Все-таки в тонкой белой майке мои руки определенно выглядели чересчур жирными. Я едва не застонала от обиды. А ноги? В обтягивающих джинсах они смотрелись просто гигантскими батонами. И когда я так успела отожраться? Зима вроде не годами длилась. Да я вешу сейчас, наверное, килограмм пятьдесят, если не меньше. Ужас какой!

– Ты куда-то собираешься?

Я обернулась. Мамины глаза, такие же светло-карие, как у меня, уже излучали спокойствие. Скользили по моей фигуре с интересом и даже умилением. Хорошо, что она быстро отошла от ссоры с Пашкой. Чудная женщина, всем все прощает!

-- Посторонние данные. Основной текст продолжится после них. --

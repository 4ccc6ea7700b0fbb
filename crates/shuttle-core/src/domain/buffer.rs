//! NativeArray - ネイティブ層が確保した配列の所有権
//!
//! ネイティブ呼び出しが返した配列は、呼び出し元が release するまで
//! ネイティブ側のメモリです。`NativeArray` はその所有権を値として持ち、
//! `Drop` で release hook を一度だけ呼びます。
//!
//! - caller に渡すときは move（コピーしない）
//! - `Clone` は release 責任を持たない owned コピーを作る

use std::fmt;
use std::ops::Deref;
use std::sync::Arc;

/// 解放時に呼ばれる hook。引数は確保時の要素数
pub type ReleaseHook = Arc<dyn Fn(usize) + Send + Sync>;

pub struct NativeArray<T> {
    items: Vec<T>,
    allocated: usize,
    release: Option<ReleaseHook>,
}

/// Bytes handed out by the native layer.
pub type NativeBuffer = NativeArray<u8>;

impl<T> NativeArray<T> {
    /// 解放責任のない配列（caller 側で作ったもの）
    pub fn owned(items: Vec<T>) -> Self {
        let allocated = items.len();
        Self {
            items,
            allocated,
            release: None,
        }
    }

    /// ネイティブ層の確保。drop 時に `release(len)` が呼ばれる
    pub fn with_release(items: Vec<T>, release: ReleaseHook) -> Self {
        let allocated = items.len();
        Self {
            items,
            allocated,
            release: Some(release),
        }
    }

    pub fn empty() -> Self {
        Self::owned(Vec::new())
    }

    /// release hook を持っているか
    pub fn is_native(&self) -> bool {
        self.release.is_some()
    }

    pub fn as_slice(&self) -> &[T] {
        &self.items
    }

    /// 中身を取り出す。ネイティブ確保分はここで release される
    pub fn into_vec(mut self) -> Vec<T> {
        std::mem::take(&mut self.items)
    }
}

impl<T> Drop for NativeArray<T> {
    fn drop(&mut self) {
        if let Some(release) = self.release.take() {
            release(self.allocated);
        }
    }
}

impl<T> Deref for NativeArray<T> {
    type Target = [T];

    fn deref(&self) -> &[T] {
        &self.items
    }
}

impl<T: Clone> Clone for NativeArray<T> {
    fn clone(&self) -> Self {
        Self::owned(self.items.clone())
    }
}

impl<T: PartialEq> PartialEq for NativeArray<T> {
    fn eq(&self, other: &Self) -> bool {
        self.items == other.items
    }
}

impl<T: fmt::Debug> fmt::Debug for NativeArray<T> {
    fn fmt(&self, f: &mut fmt::Formatter<'_>) -> fmt::Result {
        f.debug_struct("NativeArray")
            .field("items", &self.items)
            .field("native", &self.is_native())
            .finish()
    }
}

impl<T> Default for NativeArray<T> {
    fn default() -> Self {
        Self::empty()
    }
}

impl<T> From<Vec<T>> for NativeArray<T> {
    fn from(items: Vec<T>) -> Self {
        Self::owned(items)
    }
}

impl From<&[u8]> for NativeBuffer {
    fn from(bytes: &[u8]) -> Self {
        Self::owned(bytes.to_vec())
    }
}

impl From<&str> for NativeBuffer {
    fn from(text: &str) -> Self {
        Self::owned(text.as_bytes().to_vec())
    }
}

#[cfg(test)]
mod tests {
    use super::*;
    use std::sync::atomic::{AtomicUsize, Ordering};

    fn counting_hook() -> (ReleaseHook, Arc<AtomicUsize>) {
        let released = Arc::new(AtomicUsize::new(0));
        let seen = Arc::clone(&released);
        let hook: ReleaseHook = Arc::new(move |n| {
            seen.fetch_add(n, Ordering::SeqCst);
        });
        (hook, released)
    }

    #[test]
    fn drop_releases_native_allocation_once() {
        let (hook, released) = counting_hook();
        let buf = NativeBuffer::with_release(b"hello".to_vec(), hook);
        assert!(buf.is_native());
        assert_eq!(&buf[..], b"hello");
        drop(buf);
        assert_eq!(released.load(Ordering::SeqCst), 5);
    }

    #[test]
    fn into_vec_keeps_bytes_and_releases() {
        let (hook, released) = counting_hook();
        let buf = NativeBuffer::with_release(vec![1, 2, 3], hook);
        let bytes = buf.into_vec();
        assert_eq!(bytes, vec![1, 2, 3]);
        assert_eq!(released.load(Ordering::SeqCst), 3);
    }

    #[test]
    fn clone_does_not_carry_release_duty() {
        let (hook, released) = counting_hook();
        let buf = NativeBuffer::with_release(vec![9; 4], hook);
        let copy = buf.clone();
        assert!(!copy.is_native());
        drop(copy);
        assert_eq!(released.load(Ordering::SeqCst), 0);
        drop(buf);
        assert_eq!(released.load(Ordering::SeqCst), 4);
    }
}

– Да, мам. – Я убрала волосы за уши. – Мы с Аней прогуляемся по городу.

– Хорошо, – вздохнула она, – не задерживайся и… будь на связи.

– Не переживай!

– Всегда буду переживать. – Усмехнулась мама. Подошла к шкафу, достала плечики с легким синим платьем, купленным мной в порыве шоппинг-азарта перед свиданием с Костылем прошлым летом, и простенькую голубую джинсовку. – Вот в этом будет очень мило. Даже с кедами.

– Ох, мама… – Я повертела наряд в руках. – Я и юбка? Издеваешься? Посмотри на мои кривые ноги!